Going is fun. Leaving is sad. Too bad you can’t do one without the other.

Yet another thing I like about heaven: you never have to leave.

:-%,/|} As I mentioned, things are a bit undone around here, thanks to me not keeping up with my chore schedule. Know what’s funny? From the age of 4 or 5 until Jameson was born, I have lived by a schedule and routine. While feeling totally undone after having a baby, I realized that it probably had a bit to do with the fact that, for the first time in my life, I didn’t have a regimen for every day of the week.

Boy, do I like routine.

More like Looooove routine.

And I’ve realized, in this last month of slacking off, that one reason I like having my responsibilities assigned and scheduled is that it’s the only way to live ahead of the natural entropy of life. Instead of my housework being a reaction to what’s the dirtiest, I’m cleaning before it gets bad. I like that feeling. And I’ve always been that way. I was not the student who crammed for a test, or only practiced because I had a concert coming up.

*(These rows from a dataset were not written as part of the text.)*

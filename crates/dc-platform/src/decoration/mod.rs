//! Decoration Aggregate
//!
//! Bookable service listings.

pub mod entity;
pub mod repository;
pub mod operations;
pub mod api;

pub use entity::{Decoration, DecorationFilter};
pub use repository::{DecorationRepository, MongoDecorationRepository};
pub use api::{decorations_router, DecorationsState};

Our souls thrive in order, and order comes through routine.

Okay. That was my little pep talk. Get back on the ball, Danica.

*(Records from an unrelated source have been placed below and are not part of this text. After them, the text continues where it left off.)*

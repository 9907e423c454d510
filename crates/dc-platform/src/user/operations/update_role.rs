//! Update User Role Use Case

use std::sync::Arc;
use serde::{Deserialize, Serialize};
use tracing::info;
use utoipa::ToSchema;

use crate::details;
use crate::shared::api_common::non_blank;
use crate::user::entity::UserRole;
use crate::user::repository::UserRepository;
use crate::usecase::{ExecutionContext, UseCaseError, UseCaseResult};

#[derive(Debug, Clone, Default, Serialize, Deserialize, ToSchema)]
#[serde(rename_all = "camelCase")]
pub struct UpdateUserRoleCommand {
    #[serde(default)]
    pub email: Option<String>,
    /// One of `customer`, `decorator`, `admin`
    #[serde(default)]
    pub role: Option<String>,
}

#[derive(Debug, Clone, Serialize, ToSchema)]
#[serde(rename_all = "camelCase")]
pub struct UserRoleChanged {
    pub success: bool,
    pub email: String,
    pub role: UserRole,
}

pub struct UpdateUserRoleUseCase {
    users: Arc<dyn UserRepository>,
}

impl UpdateUserRoleUseCase {
    pub fn new(users: Arc<dyn UserRepository>) -> Self {
        Self { users }
    }

    pub async fn execute(
        &self,
        command: UpdateUserRoleCommand,
        ctx: ExecutionContext,
    ) -> UseCaseResult<UserRoleChanged> {
        self.run(command, ctx).await.into()
    }

    async fn run(
        &self,
        command: UpdateUserRoleCommand,
        ctx: ExecutionContext,
    ) -> Result<UserRoleChanged, UseCaseError> {
        let email = non_blank(command.email.as_deref())
            .ok_or_else(|| UseCaseError::validation("EMAIL_REQUIRED", "Email is required"))?
            .to_string();

        let requested = command.role.as_deref().unwrap_or_default();
        let role = UserRole::parse(requested).ok_or_else(|| {
            UseCaseError::validation_with_details(
                "INVALID_ROLE",
                "Role must be one of customer, decorator, admin",
                details! { "role" => requested },
            )
        })?;

        if !self.users.update_role(&email, role).await? {
            return Err(UseCaseError::not_found_with_details(
                "USER_NOT_FOUND",
                format!("No user with email {}", email),
                details! { "email" => &email },
            ));
        }

        info!(
            email = %email,
            role = role.as_str(),
            changed_by = %ctx.principal_id,
            "User role changed"
        );

        Ok(UserRoleChanged {
            success: true,
            email,
            role,
        })
    }
}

:-%,/|} Being goal-oriented is not fun much of the time. Just when I think I’ve mastered the art of focusing on people, I realize I haven’t at all. Like, last week I thought about how I’ve gotten better about waking up and thinking about what would bless Ryan and Jameson — and then making my to-do list with them in mind. Wow, Danica. Way to put people first. But then I realized that as soon as I’ve determined what will bless them, I have to get those things done, and heaven forbid Ryan or Jameson (or anyone else) get in my way.

Oh dear. Dying to self is hard. Does everyone else know that? Is it only me who is surprised by how hard it continues to be?

:)

:-%,/|} This has been on my heart the last few days, “Behold, children are a gift of the LORD, the fruit of the womb is a reward.”

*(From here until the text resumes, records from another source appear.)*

//! User Repository

use async_trait::async_trait;
use bson::oid::ObjectId;
use futures::TryStreamExt;
use mongodb::{Collection, Database, bson::{doc, Document}};

use crate::shared::error::Result;
use crate::user::entity::{ContactDetails, User, UserRole, WorkStatus};

/// What a login upsert did
#[derive(Debug, Clone, PartialEq, Eq)]
pub enum LoginOutcome {
    Created(ObjectId),
    Updated,
}

#[async_trait]
pub trait UserRepository: Send + Sync {
    async fn find_by_email(&self, email: &str) -> Result<Option<User>>;

    async fn find_by_id(&self, id: &ObjectId) -> Result<Option<User>>;

    async fn find_all(&self) -> Result<Vec<User>>;

    /// Users with the decorator role, optionally restricted to one area
    async fn find_decorators(&self, division: Option<&str>, district: Option<&str>) -> Result<Vec<User>>;

    /// Insert `user` when no document has its email, otherwise only refresh
    /// `last_loggedIn`
    async fn record_login(&self, user: &User, logged_in_at: &str) -> Result<LoginOutcome>;

    /// Returns false when no user has the email
    async fn update_role(&self, email: &str, role: UserRole) -> Result<bool>;

    async fn set_work_status(&self, id: &ObjectId, status: WorkStatus) -> Result<bool>;

    /// Grant the decorator role and copy the request's contact details
    async fn promote_to_decorator(&self, email: &str, contact: &ContactDetails) -> Result<bool>;
}

pub struct MongoUserRepository {
    collection: Collection<User>,
}

impl MongoUserRepository {
    pub fn new(db: &Database) -> Self {
        Self {
            collection: db.collection("users"),
        }
    }
}

fn role_update(role: UserRole) -> Document {
    let now = bson::DateTime::now();
    match role {
        UserRole::Decorator => doc! {
            "$set": { "role": "decorator", "work_Status": "available", "updatedAt": now }
        },
        UserRole::Admin => doc! {
            "$set": { "role": "admin", "updatedAt": now },
            "$unset": { "work_Status": "" }
        },
        UserRole::Customer => doc! {
            "$set": { "updatedAt": now },
            "$unset": { "role": "", "work_Status": "" }
        },
    }
}

#[async_trait]
impl UserRepository for MongoUserRepository {
    async fn find_by_email(&self, email: &str) -> Result<Option<User>> {
        Ok(self.collection.find_one(doc! { "email": email }).await?)
    }

    async fn find_by_id(&self, id: &ObjectId) -> Result<Option<User>> {
        Ok(self.collection.find_one(doc! { "_id": id }).await?)
    }

    async fn find_all(&self) -> Result<Vec<User>> {
        let cursor = self.collection.find(doc! {}).await?;
        Ok(cursor.try_collect().await?)
    }

    async fn find_decorators(&self, division: Option<&str>, district: Option<&str>) -> Result<Vec<User>> {
        let mut filter = doc! { "role": "decorator" };
        if let Some(division) = division {
            filter.insert("division", division);
        }
        if let Some(district) = district {
            filter.insert("district", district);
        }
        let cursor = self.collection.find(filter).await?;
        Ok(cursor.try_collect().await?)
    }

    async fn record_login(&self, user: &User, logged_in_at: &str) -> Result<LoginOutcome> {
        let mut on_insert = bson::to_document(user)?;
        on_insert.remove("email");
        on_insert.remove("last_loggedIn");

        let mut update = doc! { "$set": { "last_loggedIn": logged_in_at } };
        if !on_insert.is_empty() {
            update.insert("$setOnInsert", on_insert);
        }

        let result = self.collection
            .update_one(doc! { "email": &user.email }, update)
            .upsert(true)
            .await?;

        Ok(match result.upserted_id.as_ref().and_then(|id| id.as_object_id()) {
            Some(id) => LoginOutcome::Created(id),
            None => LoginOutcome::Updated,
        })
    }

    async fn update_role(&self, email: &str, role: UserRole) -> Result<bool> {
        let result = self.collection
            .update_one(doc! { "email": email }, role_update(role))
            .await?;
        Ok(result.matched_count > 0)
    }

    async fn set_work_status(&self, id: &ObjectId, status: WorkStatus) -> Result<bool> {
        let result = self.collection
            .update_one(
                doc! { "_id": id },
                doc! { "$set": { "work_Status": status.as_str(), "updatedAt": bson::DateTime::now() } },
            )
            .await?;
        Ok(result.matched_count > 0)
    }

    async fn promote_to_decorator(&self, email: &str, contact: &ContactDetails) -> Result<bool> {
        let result = self.collection
            .update_one(
                doc! { "email": email },
                doc! {
                    "$set": {
                        "role": UserRole::Decorator.as_str(),
                        "work_Status": WorkStatus::Available.as_str(),
                        "phone": &contact.phone,
                        "division": &contact.division,
                        "district": &contact.district,
                        "updatedAt": bson::DateTime::now(),
                    }
                },
            )
            .await?;
        Ok(result.matched_count > 0)
    }
}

How much self there is that stands between us and truly understanding that. I was inspired again as I heard my father praising my mother for embracing that truth completely — even though it meant so much death.

But as with all Kingdom principles, that initial death is only that true life may come. And all of the selfishness that clouds our vision will be shown for the pathetic guise of happiness that it really is when we decide to embrace what God calls truth.

In this, as well as in our ideas of womanhood, our culture has wandered so far from a biblical standard that a moderately secular worldview becomes palatable to us. But there is so much more to be discovered, and so much more joy and freedom to be found, in the whole truth of God.

Lord, open my eyes, so “[I] will know what is the hope of His calling, what are the riches of the glory of His inheritance in the saints, and what is the surpassing greatness of His power toward us who believe.”